TASK OBJECTIVE »
Reproduce the closing part of the entries exactly: the line with "tokio::time::timeout(Duration::from_secs(1), listener)" and all lines after it, ending with the last line, and nothing else.
##### DATA UNDER STUDY #####
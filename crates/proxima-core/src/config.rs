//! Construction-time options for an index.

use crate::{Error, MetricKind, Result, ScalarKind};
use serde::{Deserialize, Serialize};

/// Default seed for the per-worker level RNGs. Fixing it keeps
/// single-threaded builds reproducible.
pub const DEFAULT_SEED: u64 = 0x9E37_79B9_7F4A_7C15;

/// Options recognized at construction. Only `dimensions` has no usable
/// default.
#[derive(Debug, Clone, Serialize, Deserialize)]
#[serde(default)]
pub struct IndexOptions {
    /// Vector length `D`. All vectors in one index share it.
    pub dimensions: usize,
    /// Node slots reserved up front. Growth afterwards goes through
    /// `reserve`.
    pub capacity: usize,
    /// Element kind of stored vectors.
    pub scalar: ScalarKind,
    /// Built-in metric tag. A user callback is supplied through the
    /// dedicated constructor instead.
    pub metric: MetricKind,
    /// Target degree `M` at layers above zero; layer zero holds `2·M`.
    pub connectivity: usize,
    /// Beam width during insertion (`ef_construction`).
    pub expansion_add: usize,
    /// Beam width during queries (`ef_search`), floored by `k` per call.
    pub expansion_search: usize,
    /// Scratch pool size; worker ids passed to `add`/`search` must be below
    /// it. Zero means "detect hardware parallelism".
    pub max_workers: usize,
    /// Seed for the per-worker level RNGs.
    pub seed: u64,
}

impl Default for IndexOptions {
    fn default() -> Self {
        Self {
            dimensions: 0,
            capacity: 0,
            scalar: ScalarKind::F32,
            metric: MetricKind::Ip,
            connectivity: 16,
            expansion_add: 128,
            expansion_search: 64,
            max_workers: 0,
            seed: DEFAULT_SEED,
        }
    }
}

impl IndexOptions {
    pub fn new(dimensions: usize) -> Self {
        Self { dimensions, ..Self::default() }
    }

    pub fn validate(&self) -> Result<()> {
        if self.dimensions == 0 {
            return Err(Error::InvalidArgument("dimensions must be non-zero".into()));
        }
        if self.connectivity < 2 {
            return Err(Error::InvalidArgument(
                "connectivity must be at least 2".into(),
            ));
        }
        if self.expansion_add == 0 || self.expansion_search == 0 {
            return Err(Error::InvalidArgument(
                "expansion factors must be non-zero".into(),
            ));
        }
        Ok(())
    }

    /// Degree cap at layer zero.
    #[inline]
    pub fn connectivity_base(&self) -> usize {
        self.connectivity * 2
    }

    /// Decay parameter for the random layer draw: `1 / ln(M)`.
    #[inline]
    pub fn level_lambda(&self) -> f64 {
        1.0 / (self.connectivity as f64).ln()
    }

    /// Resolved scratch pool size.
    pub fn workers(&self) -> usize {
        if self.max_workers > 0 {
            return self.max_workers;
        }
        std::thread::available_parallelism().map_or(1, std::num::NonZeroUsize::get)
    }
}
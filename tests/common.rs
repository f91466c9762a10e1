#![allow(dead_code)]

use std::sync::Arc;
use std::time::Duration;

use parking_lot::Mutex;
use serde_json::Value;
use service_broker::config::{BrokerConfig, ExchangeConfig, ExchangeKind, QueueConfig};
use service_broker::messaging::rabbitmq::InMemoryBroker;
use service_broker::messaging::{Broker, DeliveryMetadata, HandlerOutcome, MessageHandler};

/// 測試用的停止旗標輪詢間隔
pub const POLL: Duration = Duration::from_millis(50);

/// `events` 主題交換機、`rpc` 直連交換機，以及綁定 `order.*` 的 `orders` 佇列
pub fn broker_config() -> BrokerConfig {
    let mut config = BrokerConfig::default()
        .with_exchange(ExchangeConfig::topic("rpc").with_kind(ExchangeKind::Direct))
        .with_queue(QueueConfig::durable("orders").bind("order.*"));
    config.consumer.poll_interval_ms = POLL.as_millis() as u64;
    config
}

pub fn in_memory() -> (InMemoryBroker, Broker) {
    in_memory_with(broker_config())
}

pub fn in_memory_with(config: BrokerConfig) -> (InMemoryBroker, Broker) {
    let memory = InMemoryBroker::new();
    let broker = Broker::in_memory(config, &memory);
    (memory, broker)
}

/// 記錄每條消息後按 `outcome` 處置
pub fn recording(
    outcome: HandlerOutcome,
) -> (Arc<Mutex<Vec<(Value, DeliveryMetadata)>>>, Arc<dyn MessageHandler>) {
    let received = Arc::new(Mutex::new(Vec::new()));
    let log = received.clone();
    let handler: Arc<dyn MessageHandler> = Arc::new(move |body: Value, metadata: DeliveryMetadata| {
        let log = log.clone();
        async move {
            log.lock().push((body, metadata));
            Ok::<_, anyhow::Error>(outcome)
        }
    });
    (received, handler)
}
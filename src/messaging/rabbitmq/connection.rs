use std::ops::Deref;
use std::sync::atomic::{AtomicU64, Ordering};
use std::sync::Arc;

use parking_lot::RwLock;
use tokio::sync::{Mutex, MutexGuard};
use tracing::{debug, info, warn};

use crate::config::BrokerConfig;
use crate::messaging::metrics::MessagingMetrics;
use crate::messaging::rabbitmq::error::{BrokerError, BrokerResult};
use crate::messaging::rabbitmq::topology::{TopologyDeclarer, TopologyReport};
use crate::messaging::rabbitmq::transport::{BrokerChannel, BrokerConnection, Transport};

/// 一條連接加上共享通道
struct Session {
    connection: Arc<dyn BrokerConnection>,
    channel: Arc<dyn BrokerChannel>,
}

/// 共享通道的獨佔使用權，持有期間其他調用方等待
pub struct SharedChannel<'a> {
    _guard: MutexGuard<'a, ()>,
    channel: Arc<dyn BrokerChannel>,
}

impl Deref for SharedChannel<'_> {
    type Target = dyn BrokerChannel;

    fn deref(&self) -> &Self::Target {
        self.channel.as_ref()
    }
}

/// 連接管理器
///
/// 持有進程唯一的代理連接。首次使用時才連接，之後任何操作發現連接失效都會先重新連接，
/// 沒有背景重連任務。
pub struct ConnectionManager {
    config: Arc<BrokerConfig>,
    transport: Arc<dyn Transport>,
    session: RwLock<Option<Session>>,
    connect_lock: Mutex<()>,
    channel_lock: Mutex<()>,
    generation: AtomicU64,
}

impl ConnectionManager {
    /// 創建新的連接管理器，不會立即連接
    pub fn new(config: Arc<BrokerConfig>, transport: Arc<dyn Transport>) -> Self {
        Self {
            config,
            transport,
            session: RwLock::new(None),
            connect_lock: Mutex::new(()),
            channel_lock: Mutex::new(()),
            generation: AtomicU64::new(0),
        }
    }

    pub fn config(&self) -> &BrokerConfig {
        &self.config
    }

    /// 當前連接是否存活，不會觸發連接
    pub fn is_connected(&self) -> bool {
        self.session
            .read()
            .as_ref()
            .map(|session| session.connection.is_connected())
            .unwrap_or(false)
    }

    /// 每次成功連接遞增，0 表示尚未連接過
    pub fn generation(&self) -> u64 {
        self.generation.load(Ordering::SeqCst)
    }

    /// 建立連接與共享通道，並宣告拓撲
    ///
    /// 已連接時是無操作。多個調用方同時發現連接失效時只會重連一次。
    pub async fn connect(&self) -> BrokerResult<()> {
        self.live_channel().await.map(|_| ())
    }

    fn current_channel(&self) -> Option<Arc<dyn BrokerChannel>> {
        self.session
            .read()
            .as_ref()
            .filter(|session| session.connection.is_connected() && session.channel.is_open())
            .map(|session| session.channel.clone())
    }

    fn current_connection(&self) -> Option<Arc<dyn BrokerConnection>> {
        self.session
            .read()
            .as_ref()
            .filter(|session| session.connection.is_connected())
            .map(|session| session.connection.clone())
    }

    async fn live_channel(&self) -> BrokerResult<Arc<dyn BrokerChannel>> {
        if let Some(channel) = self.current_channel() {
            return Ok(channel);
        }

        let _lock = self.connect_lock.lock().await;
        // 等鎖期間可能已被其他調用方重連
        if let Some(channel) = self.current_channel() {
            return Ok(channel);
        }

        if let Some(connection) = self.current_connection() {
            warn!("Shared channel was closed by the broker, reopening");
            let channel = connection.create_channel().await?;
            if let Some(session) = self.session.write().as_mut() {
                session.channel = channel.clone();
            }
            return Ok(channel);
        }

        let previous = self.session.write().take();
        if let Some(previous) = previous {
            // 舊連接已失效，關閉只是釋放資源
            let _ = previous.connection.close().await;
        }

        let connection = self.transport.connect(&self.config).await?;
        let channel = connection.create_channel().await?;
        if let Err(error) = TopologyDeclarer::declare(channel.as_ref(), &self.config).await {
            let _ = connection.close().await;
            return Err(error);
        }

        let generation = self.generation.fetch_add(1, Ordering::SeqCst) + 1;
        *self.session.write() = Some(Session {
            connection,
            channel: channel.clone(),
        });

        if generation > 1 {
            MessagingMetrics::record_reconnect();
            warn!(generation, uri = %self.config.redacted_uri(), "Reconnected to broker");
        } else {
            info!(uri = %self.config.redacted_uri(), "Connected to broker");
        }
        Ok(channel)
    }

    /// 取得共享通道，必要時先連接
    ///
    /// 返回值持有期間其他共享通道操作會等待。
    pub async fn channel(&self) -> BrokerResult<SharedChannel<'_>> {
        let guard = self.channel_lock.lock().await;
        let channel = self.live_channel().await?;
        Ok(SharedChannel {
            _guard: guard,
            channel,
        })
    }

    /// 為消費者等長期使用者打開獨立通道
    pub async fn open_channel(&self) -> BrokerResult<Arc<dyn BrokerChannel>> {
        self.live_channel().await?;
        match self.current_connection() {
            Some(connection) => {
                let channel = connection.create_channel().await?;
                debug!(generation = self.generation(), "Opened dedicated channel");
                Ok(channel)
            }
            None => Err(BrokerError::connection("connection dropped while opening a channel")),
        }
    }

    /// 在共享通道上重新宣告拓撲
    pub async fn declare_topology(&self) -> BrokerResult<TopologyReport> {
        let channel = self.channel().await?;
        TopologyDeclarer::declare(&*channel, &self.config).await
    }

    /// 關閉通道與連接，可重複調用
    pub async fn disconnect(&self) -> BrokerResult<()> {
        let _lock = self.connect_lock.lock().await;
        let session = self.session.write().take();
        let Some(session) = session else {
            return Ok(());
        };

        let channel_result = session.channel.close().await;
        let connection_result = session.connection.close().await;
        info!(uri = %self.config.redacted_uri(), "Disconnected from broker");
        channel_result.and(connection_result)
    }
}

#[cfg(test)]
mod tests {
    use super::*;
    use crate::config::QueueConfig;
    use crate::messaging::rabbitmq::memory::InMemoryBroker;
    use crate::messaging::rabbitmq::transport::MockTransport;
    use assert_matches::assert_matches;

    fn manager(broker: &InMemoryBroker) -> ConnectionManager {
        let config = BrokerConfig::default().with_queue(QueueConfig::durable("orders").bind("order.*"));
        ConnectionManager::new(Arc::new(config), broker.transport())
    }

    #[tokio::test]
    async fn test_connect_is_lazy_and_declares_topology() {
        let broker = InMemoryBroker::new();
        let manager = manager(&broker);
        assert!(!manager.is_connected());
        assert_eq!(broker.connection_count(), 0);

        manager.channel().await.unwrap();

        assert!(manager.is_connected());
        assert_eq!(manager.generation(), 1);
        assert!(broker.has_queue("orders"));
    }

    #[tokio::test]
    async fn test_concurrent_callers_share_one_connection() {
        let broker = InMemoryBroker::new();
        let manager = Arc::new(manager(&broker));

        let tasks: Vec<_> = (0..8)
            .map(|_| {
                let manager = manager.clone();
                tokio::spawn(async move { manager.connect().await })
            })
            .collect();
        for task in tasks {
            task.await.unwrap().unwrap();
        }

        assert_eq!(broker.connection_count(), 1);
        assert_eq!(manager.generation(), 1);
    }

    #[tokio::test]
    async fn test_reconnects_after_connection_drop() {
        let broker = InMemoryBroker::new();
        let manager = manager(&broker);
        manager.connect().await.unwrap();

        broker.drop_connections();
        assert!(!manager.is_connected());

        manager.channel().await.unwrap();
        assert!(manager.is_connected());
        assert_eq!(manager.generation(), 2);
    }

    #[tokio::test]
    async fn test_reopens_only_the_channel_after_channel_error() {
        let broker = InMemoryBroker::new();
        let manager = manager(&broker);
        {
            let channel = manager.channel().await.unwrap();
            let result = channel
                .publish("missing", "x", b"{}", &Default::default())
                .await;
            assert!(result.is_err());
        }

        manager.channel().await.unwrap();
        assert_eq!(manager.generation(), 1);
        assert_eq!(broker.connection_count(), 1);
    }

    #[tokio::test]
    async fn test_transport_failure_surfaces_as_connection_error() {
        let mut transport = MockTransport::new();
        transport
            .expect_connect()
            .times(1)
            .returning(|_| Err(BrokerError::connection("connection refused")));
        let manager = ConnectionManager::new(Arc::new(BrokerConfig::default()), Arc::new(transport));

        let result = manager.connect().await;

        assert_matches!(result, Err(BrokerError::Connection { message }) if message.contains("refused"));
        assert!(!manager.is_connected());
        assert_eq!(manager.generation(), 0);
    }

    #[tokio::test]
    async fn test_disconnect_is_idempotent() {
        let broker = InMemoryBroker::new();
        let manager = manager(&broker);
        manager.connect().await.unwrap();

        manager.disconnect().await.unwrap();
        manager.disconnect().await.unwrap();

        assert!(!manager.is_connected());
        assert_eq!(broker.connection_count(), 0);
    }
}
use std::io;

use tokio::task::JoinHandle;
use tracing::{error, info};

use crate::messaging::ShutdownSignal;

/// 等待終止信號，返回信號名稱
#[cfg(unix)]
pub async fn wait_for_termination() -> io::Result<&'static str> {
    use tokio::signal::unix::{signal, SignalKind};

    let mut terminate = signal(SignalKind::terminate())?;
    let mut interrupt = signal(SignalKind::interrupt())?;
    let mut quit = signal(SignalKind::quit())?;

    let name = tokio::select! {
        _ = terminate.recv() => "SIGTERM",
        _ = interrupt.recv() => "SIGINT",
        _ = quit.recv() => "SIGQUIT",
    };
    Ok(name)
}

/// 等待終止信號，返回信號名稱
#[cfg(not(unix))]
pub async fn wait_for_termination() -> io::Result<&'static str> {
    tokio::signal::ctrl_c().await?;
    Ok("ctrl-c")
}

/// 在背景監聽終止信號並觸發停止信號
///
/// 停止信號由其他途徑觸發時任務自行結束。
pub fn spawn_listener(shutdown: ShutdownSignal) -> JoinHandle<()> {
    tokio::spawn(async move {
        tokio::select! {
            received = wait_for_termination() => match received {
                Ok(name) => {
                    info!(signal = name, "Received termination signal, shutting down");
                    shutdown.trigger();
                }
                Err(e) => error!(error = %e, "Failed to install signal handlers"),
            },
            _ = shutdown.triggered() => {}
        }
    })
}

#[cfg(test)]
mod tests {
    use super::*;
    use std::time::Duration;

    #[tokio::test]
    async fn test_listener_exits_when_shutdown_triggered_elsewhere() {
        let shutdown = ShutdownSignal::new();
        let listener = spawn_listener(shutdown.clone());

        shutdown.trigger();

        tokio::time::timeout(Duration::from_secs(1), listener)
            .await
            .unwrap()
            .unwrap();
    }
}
#####
EXERCISE OUTPUT »
        tokio::time::timeout(Duration::from_secs(1), listener)
            .await
            .unwrap()
            .unwrap();
    }
}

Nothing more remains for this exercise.